This parenting gig is really freakin' hard, no matter which way you slice it. There's not enough grace, patience, hands, or hours in the day to do this job the way we imagined doing it in our minds, before we actually had kids. I don't know about you guys, but some days, it sucks the life right outta me. By the end of the night I feel like a tattered, drool-soaked chew toy that my dogs divested of its stuffing.

Then I think about where that life-blood is being siphoned off to - it's raising humans! And I feel a little bit better. Then I get back down to the actual nitty-gritty-shitty of raising said humans and I feel worse again. A friend posted a link the other day - Parenting Advice: Don't Kill Them. The author writes, "I JUST WANT TO LOVE YOU WHY ARE YOU TRYING TO DESTROY ME?!" The struggle is real.

A good friend of mine who doesn't have kids sometimes says, "I just don't understand why SO MANY PEOPLE do it?! Like, almost everyone! It seems kind of awful! Why do you people keep doing this to yourselves, on purpose?!" As I say, it's the biggest mistake you will never regret. :)

DM and I frequently stress about all the ways we're falling short as parents. He and I had different upbringings, experiences, and expectations. But we're generally in agreement on what an "ideal" lifestyle would look like for our family, and we're not quite there yet.

DM's dad worked long hours as a doctor while his mom stayed home and took care of the kids.
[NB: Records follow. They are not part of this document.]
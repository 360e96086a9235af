// src/sim/mod.rs
//
// Simulation methods and the driving loop.
//
// A method implements one `step` over the active sites; `run_simulation`
// repeats steps, reports progress at the UI cadence, samples measurements
// at the measure cadence, emits movie snapshots inside the configured
// window, and honors cooperative cancellation at UI boundaries only.
//
// The spin field sits behind one coarse mutex, locked for the duration of
// each step and released between steps so a driver/UI thread can read a
// consistent snapshot while the run is in flight.

pub mod converger;
pub mod llg;
pub mod metropolis;

pub use converger::Converger;
pub use llg::LandauLifshitzGilbert;
pub use metropolis::Metropolis;

use std::sync::atomic::{AtomicBool, Ordering};
use std::sync::Mutex;

use crate::error::SimError;
use crate::hamiltonian::Hamiltonian;
use crate::lattice::Lattice;
use crate::observables::Measurement;
use crate::rng::RandomSource;
use crate::spin_field::SpinField;
use crate::vec3;

/// Boltzmann constant in meV/K.
pub const K_BOLTZMANN: f64 = 8.617_333_262e-2;

/// Electron gyromagnetic ratio, 1/(T s).
pub const GAMMA_ELECTRON: f64 = 1.760_859_630_23e11;

/// Bohr magneton in meV/T; converts meV-per-moment fields to Tesla.
pub const MU_BOHR: f64 = 5.788_381_806e-2;

/// Per-site temperature in Kelvin.
#[derive(Debug, Clone)]
pub struct TemperatureField {
    values: Vec<f64>,
}

impl TemperatureField {
    pub fn uniform(sites: usize, temperature: f64) -> Self {
        Self {
            values: vec![temperature; sites],
        }
    }

    /// Linear ramp from `t_min` to `t_max` along `direction`, rescaled over
    /// the lattice's projected extent. A degenerate extent (all sites
    /// projecting to the same value) falls back to the uniform midpoint.
    pub fn gradient(lattice: &Lattice, t_min: f64, t_max: f64, direction: [f64; 3]) -> Self {
        let (lo, hi) = lattice.projection_range(direction);
        let span = hi - lo;
        if span.abs() < crate::vec3::PRECISION {
            return Self::uniform(lattice.len(), 0.5 * (t_min + t_max));
        }
        let values = lattice
            .coords()
            .iter()
            .map(|p| {
                let t = (vec3::dot(*p, direction) - lo) / span;
                t_min + t * (t_max - t_min)
            })
            .collect();
        Self { values }
    }

    pub fn len(&self) -> usize {
        self.values.len()
    }

    pub fn is_empty(&self) -> bool {
        self.values.is_empty()
    }

    #[inline]
    pub fn at(&self, site: usize) -> f64 {
        self.values[site]
    }
}

/// Outcome of one simulation step.
#[derive(Debug, Clone, Copy, Default)]
pub struct StepReport {
    /// Convergence scalar: acceptance fraction for Metropolis, max torque
    /// magnitude for the field-driven methods. Only computed on steps
    /// where the driver asks for it (except Metropolis, where it is a
    /// byproduct of the sweep).
    pub metric: Option<f64>,
    /// Count of per-site numerical fallbacks (degenerate normalizations)
    /// taken during the step.
    pub fallback_events: usize,
}

pub trait SimulationMethod {
    fn step(
        &mut self,
        field: &mut SpinField,
        hamiltonian: &Hamiltonian,
        rng: &mut RandomSource,
        temperature: &TemperatureField,
        want_metric: bool,
    ) -> Result<StepReport, SimError>;

    fn label(&self) -> &str;
}

/// Max over active sites of |S x B_eff|; goes to zero at equilibrium.
pub fn torque_metric(field: &SpinField, hamiltonian: &Hamiltonian) -> f64 {
    let spins = field.spins();
    field
        .active_sites()
        .iter()
        .map(|&i| vec3::norm(vec3::cross(spins[i], hamiltonian.effective_field(spins, i))))
        .fold(0.0, f64::max)
}

/// Per-site arrays must cover the whole spin field; checked at step entry
/// so a short temperature field is a typed error, not a panic mid-sweep.
pub(crate) fn check_temperature_extent(
    field: &SpinField,
    temperature: &TemperatureField,
) -> Result<(), SimError> {
    if temperature.len() != field.len() {
        return Err(SimError::TemperatureFieldLength {
            sites: field.len(),
            got: temperature.len(),
        });
    }
    Ok(())
}

/// Cadences for one `run_simulation` call. Zero intervals disable the
/// corresponding hook.
#[derive(Debug, Clone, Copy, serde::Serialize, serde::Deserialize)]
pub struct RunSchedule {
    pub steps: usize,
    #[serde(default)]
    pub ui_update_interval: usize,
    #[serde(default)]
    pub measure_interval: usize,
    #[serde(default)]
    pub movie_start: usize,
    #[serde(default)]
    pub movie_end: usize,
    #[serde(default)]
    pub movie_interval: usize,
}

impl RunSchedule {
    pub fn plain(steps: usize) -> Self {
        Self {
            steps,
            ui_update_interval: 0,
            measure_interval: 0,
            movie_start: 0,
            movie_end: 0,
            movie_interval: 0,
        }
    }
}

/// Driver callbacks. Both are plain non-blocking notifications; snapshot
/// receives a copy-ready borrow of the spin array valid for the call only.
#[derive(Default)]
pub struct RunHooks<'a> {
    pub progress: Option<Box<dyn FnMut(usize, Option<f64>) + 'a>>,
    pub snapshot: Option<Box<dyn FnMut(usize, &[[f64; 3]]) + 'a>>,
}

#[derive(Debug, Clone, Copy, PartialEq, Eq)]
pub enum RunState {
    Done,
    Cancelled,
}

#[derive(Debug, Clone, Copy)]
pub struct RunOutcome {
    pub state: RunState,
    pub completed_steps: usize,
    pub fallback_events: usize,
    pub last_metric: Option<f64>,
}

fn lock_field(shared: &Mutex<SpinField>) -> std::sync::MutexGuard<'_, SpinField> {
    shared.lock().unwrap_or_else(|poisoned| poisoned.into_inner())
}

/// Drive `schedule.steps` iterations of `method.step`.
///
/// The cancellation flag is polled at UI-update boundaries only; a run
/// with `ui_update_interval == 0` is not cancellable. Cancellation is a
/// normal early return, not an error.
#[allow(clippy::too_many_arguments)]
pub fn run_simulation(
    method: &mut dyn SimulationMethod,
    shared: &Mutex<SpinField>,
    hamiltonian: &Hamiltonian,
    rng: &mut RandomSource,
    temperature: &TemperatureField,
    schedule: &RunSchedule,
    cancel: &AtomicBool,
    hooks: &mut RunHooks<'_>,
    mut measurement: Option<&mut dyn Measurement>,
) -> Result<RunOutcome, SimError> {
    let mut fallback_events = 0;
    let mut last_metric = None;
    let due = |interval: usize, step: usize| interval > 0 && step % interval == 0;

    for step in 1..=schedule.steps {
        let at_ui_boundary = due(schedule.ui_update_interval, step) || step == schedule.steps;

        let report = {
            let mut field = lock_field(shared);
            method.step(&mut field, hamiltonian, rng, temperature, at_ui_boundary)?
        };
        fallback_events += report.fallback_events;
        if report.metric.is_some() {
            last_metric = report.metric;
        }

        if due(schedule.ui_update_interval, step) {
            if let Some(progress) = hooks.progress.as_mut() {
                progress(step, report.metric);
            }
            if cancel.load(Ordering::Relaxed) {
                return Ok(RunOutcome {
                    state: RunState::Cancelled,
                    completed_steps: step,
                    fallback_events,
                    last_metric,
                });
            }
        }

        if due(schedule.measure_interval, step) {
            if let Some(m) = measurement.as_deref_mut() {
                let field = lock_field(shared);
                m.measure(field.spins(), hamiltonian);
            }
        }

        let in_movie_window = schedule.movie_interval > 0
            && step >= schedule.movie_start
            && step <= schedule.movie_end
            && (step - schedule.movie_start) % schedule.movie_interval == 0;
        if in_movie_window {
            if let Some(snapshot) = hooks.snapshot.as_mut() {
                let field = lock_field(shared);
                snapshot(step, field.spins());
            }
        }
    }

    Ok(RunOutcome {
        state: RunState::Done,
        completed_steps: schedule.steps,
        fallback_events,
        last_metric,
    })
}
He had a plethora of cousins and aunties. He was picked up after school every day, and though she certainly had her hands full, his mom was around to make sure the kids were fed and homework was done. But as first generation immigrants and "new money" in an old money world, there were certain cultural and community cues that went under the radar, e.g. playing on the "right" sports teams, going to the best sleepaway camps, wearing the "cool" clothes, etc. It's funny, the things that leave scars so many years later.

My mom and dad were divorced, my mom remarried(ish), and all three of my parents worked full time. Us kids were in daycare from 6am to 6pm daily, and attended terrible summer camps until I was 12 and they decided I was old enough to stay home with my little brother and sister. (And by "stay home" I mean I actually held summer school for my siblings. I made them journal and do homework and everything. LOL. Sorry guys.) This one camp (that billed itself as an equestrian camp but didn't have any horses?) basically used the older kids (including me) as free labor to take care of the younger kids. W.T.F. My parents were never around to be room parents or chaperone field trips or help us with our homework or build leprechaun traps or come to cross-country meets or soccer games. However they did manage to feed us home-cooked meals every night, and didn't have a TV to use as a babysitter, which kind of boggles my mind. Gold medals all around!

The life DM and I are giving our children, for better or for worse, is more like my childhood than his. Poor Colby and Jack are usually the last ones to get picked up every day. I'm currently wrangling the unruly beast that is the YMCA Summer Camp Matrix (it's a thing) because what in the hell else are you supposed to do for those ten weeks between June and August?

Seriously, what is going on here? Nobody told me I'd need advanced degrees in engineering and mathematics to plan my kids' summer schedules.
The rational side of me knows that I had a similar upbringing and I turned out pretty alright. Yeah, I hated summer camps and after school care. I wished my parents could have attended my games and class parties and field trips. But I never felt like "someone else was raising me," and I never, ever doubted their love. When my brain's in charge, I think to myself, my kids are pretty damn lucky and they are going to be just fine.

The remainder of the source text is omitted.